Task description: Every entry should be transcribed word for word, so that nothing is missing.

(Data extracted from a collection)
>>>>>
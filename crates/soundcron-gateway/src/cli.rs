use clap::{Parser, Subcommand};

#[derive(Debug, Parser)]
#[command(name = "soundcron", version, about = "Scheduled sound playback for Discord voice channels")]
pub struct Cli {
    /// Config file (default: ~/.soundcron/soundcron.toml)
    #[arg(long, global = true, env = "SOUNDCRON_CONFIG")]
    pub config: Option<String>,

    #[command(subcommand)]
    pub command: Command,
}

#[derive(Debug, Subcommand)]
pub enum Command {
    /// Run the poller: claim due occurrences and enqueue them.
    Bot {
        /// Log jobs instead of writing them to Redis.
        #[arg(long)]
        dry_run: bool,
    },
    /// Consume jobs and play them in voice channels.
    Worker {
        /// Log preload and playback instead of fetching audio and joining voice.
        #[arg(long)]
        dry_run: bool,
    },
    /// Create a SoundCron.
    Add {
        #[arg(long)]
        guild_id: String,
        #[arg(long)]
        name: String,
        /// Five-field cron expression or @macro, e.g. "*/5 * * * *".
        #[arg(long)]
        cron: String,
        /// Size of the uploaded audio in bytes, counted against the guild quota.
        #[arg(long, default_value_t = 0)]
        file_size: i64,
    },
    /// List a guild's SoundCrons, most recently accessed first.
    List {
        #[arg(long)]
        guild_id: String,
    },
    /// Delete a SoundCron and blacklist its queued occurrences.
    Delete {
        #[arg(long)]
        id: String,
    },
}
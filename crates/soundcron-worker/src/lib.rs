//! `soundcron-worker`: turns queued jobs into voice playback.
//!
//! For every received job the worker schedules a preload a few seconds before
//! the fire time (blacklist check, then payload fetch) and an execute step at
//! the fire time (join, stream frames, leave). See [`delivery`] for the state
//! machine. Discord itself sits behind [`voice::VoiceConnector`].

pub mod blob;
pub mod codec;
pub mod delivery;
pub mod dry_run;
pub mod error;
pub mod voice;
pub mod worker;

pub use blob::{BlobSource, FetchError, HttpBlobSource};
pub use codec::{FrameError, OpusFrameCodec};
pub use delivery::{
    schedule_delivery, DeliveryConfig, DeliveryDeps, DeliveryHandle, DeliveryOutcome,
    DeliveryState, SkipReason,
};
pub use dry_run::{DryRunBlobs, DryRunVoice};
pub use error::DeliveryError;
pub use voice::{VoiceConnector, VoiceSession};
pub use worker::Worker;
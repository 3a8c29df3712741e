use async_trait::async_trait;
use bytes::Bytes;
use tokio::sync::mpsc;
use tracing::info;

use crate::{
    blob::{BlobSource, FetchError},
    error::DeliveryError,
    voice::{VoiceConnector, VoiceSession},
};

/// Stands in for the blob store: logs the fetch and returns no audio.
#[derive(Debug, Default, Clone, Copy)]
pub struct DryRunBlobs;

#[async_trait]
impl BlobSource for DryRunBlobs {
    async fn fetch(&self, soundcron_id: &str) -> Result<Bytes, FetchError> {
        info!(soundcron_id, "dry-run preload, no audio fetched");
        Ok(Bytes::new())
    }
}

/// Stands in for Discord voice: logs join and leave, swallows frames.
#[derive(Debug, Default, Clone, Copy)]
pub struct DryRunVoice;

struct DryRunSession {
    guild_id: String,
    channel_id: String,
    frames: Option<mpsc::Sender<Bytes>>,
}

#[async_trait]
impl VoiceConnector for DryRunVoice {
    async fn join(
        &self,
        guild_id: &str,
        channel_id: &str,
    ) -> Result<Box<dyn VoiceSession>, DeliveryError> {
        info!(guild_id, channel_id, "dry-run join");
        let (tx, mut rx) = mpsc::channel::<Bytes>(1);
        tokio::spawn(async move { while rx.recv().await.is_some() {} });
        Ok(Box::new(DryRunSession {
            guild_id: guild_id.to_string(),
            channel_id: channel_id.to_string(),
            frames: Some(tx),
        }))
    }
}

#[async_trait]
impl VoiceSession for DryRunSession {
    fn take_frames(&mut self) -> Option<mpsc::Sender<Bytes>> {
        self.frames.take()
    }

    async fn speaking(&mut self, _on: bool) -> Result<(), DeliveryError> {
        Ok(())
    }

    async fn disconnect(&mut self) -> Result<(), DeliveryError> {
        info!(guild_id = %self.guild_id, channel_id = %self.channel_id, "dry-run leave");
        Ok(())
    }
}
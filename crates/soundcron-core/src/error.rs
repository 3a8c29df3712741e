use thiserror::Error;

#[derive(Debug, Error)]
pub enum CoreError {
    #[error("Configuration error: {0}")]
    Config(String),

    #[error("Malformed job message: {0}")]
    MalformedMessage(#[from] WireError),

    #[error("Dispatch failed: {0}")]
    Dispatch(String),

    #[error("Blacklist error: {0}")]
    Blacklist(String),

    #[error("Membership lookup failed for guild {guild_id}: {reason}")]
    Membership { guild_id: String, reason: String },
}

/// Why a queue message could not be turned into a [`DispatchedJob`](crate::types::DispatchedJob).
#[derive(Debug, Error, PartialEq, Eq)]
pub enum WireError {
    /// A required field is absent from the message.
    #[error("missing field {0:?}")]
    MissingField(&'static str),

    /// A field is present but is not valid UTF-8 text.
    #[error("field {0:?} is not a string")]
    NotAString(&'static str),

    /// `runAt` is present but is not an RFC 3339 timestamp.
    #[error("invalid runAt {value:?}: {reason}")]
    InvalidRunAt { value: String, reason: String },
}

pub type Result<T> = std::result::Result<T, CoreError>;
<<<<<
The answer:
filename crates/soundcron-gateway/src/cli.rs
use clap::{Parser, Subcommand};

#[derive(Debug, Parser)]
#[command(name = "soundcron", version, about = "Scheduled sound playback for Discord voice channels")]
pub struct Cli {
    /// Config file (default: ~/.soundcron/soundcron.toml)
    #[arg(long, global = true, env = "SOUNDCRON_CONFIG")]
    pub config: Option<String>,

    #[command(subcommand)]
    pub command: Command,
}

#[derive(Debug, Subcommand)]
pub enum Command {
    /// Run the poller: claim due occurrences and enqueue them.
    Bot {
        /// Log jobs instead of writing them to Redis.
        #[arg(long)]
        dry_run: bool,
    },
    /// Consume jobs and play them in voice channels.
    Worker {
        /// Log preload and playback instead of fetching audio and joining voice.
        #[arg(long)]
        dry_run: bool,
    },
    /// Create a SoundCron.
    Add {
        #[arg(long)]
        guild_id: String,
        #[arg(long)]
        name: String,
        /// Five-field cron expression or @macro, e.g. "*/5 * * * *".
        #[arg(long)]
        cron: String,
        /// Size of the uploaded audio in bytes, counted against the guild quota.
        #[arg(long, default_value_t = 0)]
        file_size: i64,
    },
    /// List a guild's SoundCrons, most recently accessed first.
    List {
        #[arg(long)]
        guild_id: String,
    },
    /// Delete a SoundCron and blacklist its queued occurrences.
    Delete {
        #[arg(long)]
        id: String,
    },
}
filename crates/soundcron-worker/src/lib.rs
//! `soundcron-worker`: turns queued jobs into voice playback.
//!
//! For every received job the worker schedules a preload a few seconds before
//! the fire time (blacklist check, then payload fetch) and an execute step at
//! the fire time (join, stream frames, leave). See [`delivery`] for the state
//! machine. Discord itself sits behind [`voice::VoiceConnector`].

pub mod blob;
pub mod codec;
pub mod delivery;
pub mod dry_run;
pub mod error;
pub mod voice;
pub mod worker;

pub use blob::{BlobSource, FetchError, HttpBlobSource};
pub use codec::{FrameError, OpusFrameCodec};
pub use delivery::{
    schedule_delivery, DeliveryConfig, DeliveryDeps, DeliveryHandle, DeliveryOutcome,
    DeliveryState, SkipReason,
};
pub use dry_run::{DryRunBlobs, DryRunVoice};
pub use error::DeliveryError;
pub use voice::{VoiceConnector, VoiceSession};
pub use worker::Worker;
repository 3a8c29df3712741e
use async_trait::async_trait;
use bytes::Bytes;
use tokio::sync::mpsc;
use tracing::info;

use crate::{
    blob::{BlobSource, FetchError},
    error::DeliveryError,
    voice::{VoiceConnector, VoiceSession},
};

/// Stands in for the blob store: logs the fetch and returns no audio.
#[derive(Debug, Default, Clone, Copy)]
pub struct DryRunBlobs;

#[async_trait]
impl BlobSource for DryRunBlobs {
    async fn fetch(&self, soundcron_id: &str) -> Result<Bytes, FetchError> {
        info!(soundcron_id, "dry-run preload, no audio fetched");
        Ok(Bytes::new())
    }
}

/// Stands in for Discord voice: logs join and leave, swallows frames.
#[derive(Debug, Default, Clone, Copy)]
pub struct DryRunVoice;

struct DryRunSession {
    guild_id: String,
    channel_id: String,
    frames: Option<mpsc::Sender<Bytes>>,
}

#[async_trait]
impl VoiceConnector for DryRunVoice {
    async fn join(
        &self,
        guild_id: &str,
        channel_id: &str,
    ) -> Result<Box<dyn VoiceSession>, DeliveryError> {
        info!(guild_id, channel_id, "dry-run join");
        let (tx, mut rx) = mpsc::channel::<Bytes>(1);
        tokio::spawn(async move { while rx.recv().await.is_some() {} });
        Ok(Box::new(DryRunSession {
            guild_id: guild_id.to_string(),
            channel_id: channel_id.to_string(),
            frames: Some(tx),
        }))
    }
}

#[async_trait]
impl VoiceSession for DryRunSession {
    fn take_frames(&mut self) -> Option<mpsc::Sender<Bytes>> {
        self.frames.take()
    }

    async fn speaking(&mut self, _on: bool) -> Result<(), DeliveryError> {
        Ok(())
    }

    async fn disconnect(&mut self) -> Result<(), DeliveryError> {
        info!(guild_id = %self.guild_id, channel_id = %self.channel_id, "dry-run leave");
        Ok(())
    }
}
filename crates/soundcron-core/src/error.rs
repository 3a8c29df3712741e
use thiserror::Error;

#[derive(Debug, Error)]
pub enum CoreError {
    #[error("Configuration error: {0}")]
    Config(String),

    #[error("Malformed job message: {0}")]
    MalformedMessage(#[from] WireError),

    #[error("Dispatch failed: {0}")]
    Dispatch(String),

    #[error("Blacklist error: {0}")]
    Blacklist(String),

    #[error("Membership lookup failed for guild {guild_id}: {reason}")]
    Membership { guild_id: String, reason: String },
}

/// Why a queue message could not be turned into a [`DispatchedJob`](crate::types::DispatchedJob).
#[derive(Debug, Error, PartialEq, Eq)]
pub enum WireError {
    /// A required field is absent from the message.
    #[error("missing field {0:?}")]
    MissingField(&'static str),

    /// A field is present but is not valid UTF-8 text.
    #[error("field {0:?} is not a string")]
    NotAString(&'static str),

    /// `runAt` is present but is not an RFC 3339 timestamp.
    #[error("invalid runAt {value:?}: {reason}")]
    InvalidRunAt { value: String, reason: String },
}

pub type Result<T> = std::result::Result<T, CoreError>;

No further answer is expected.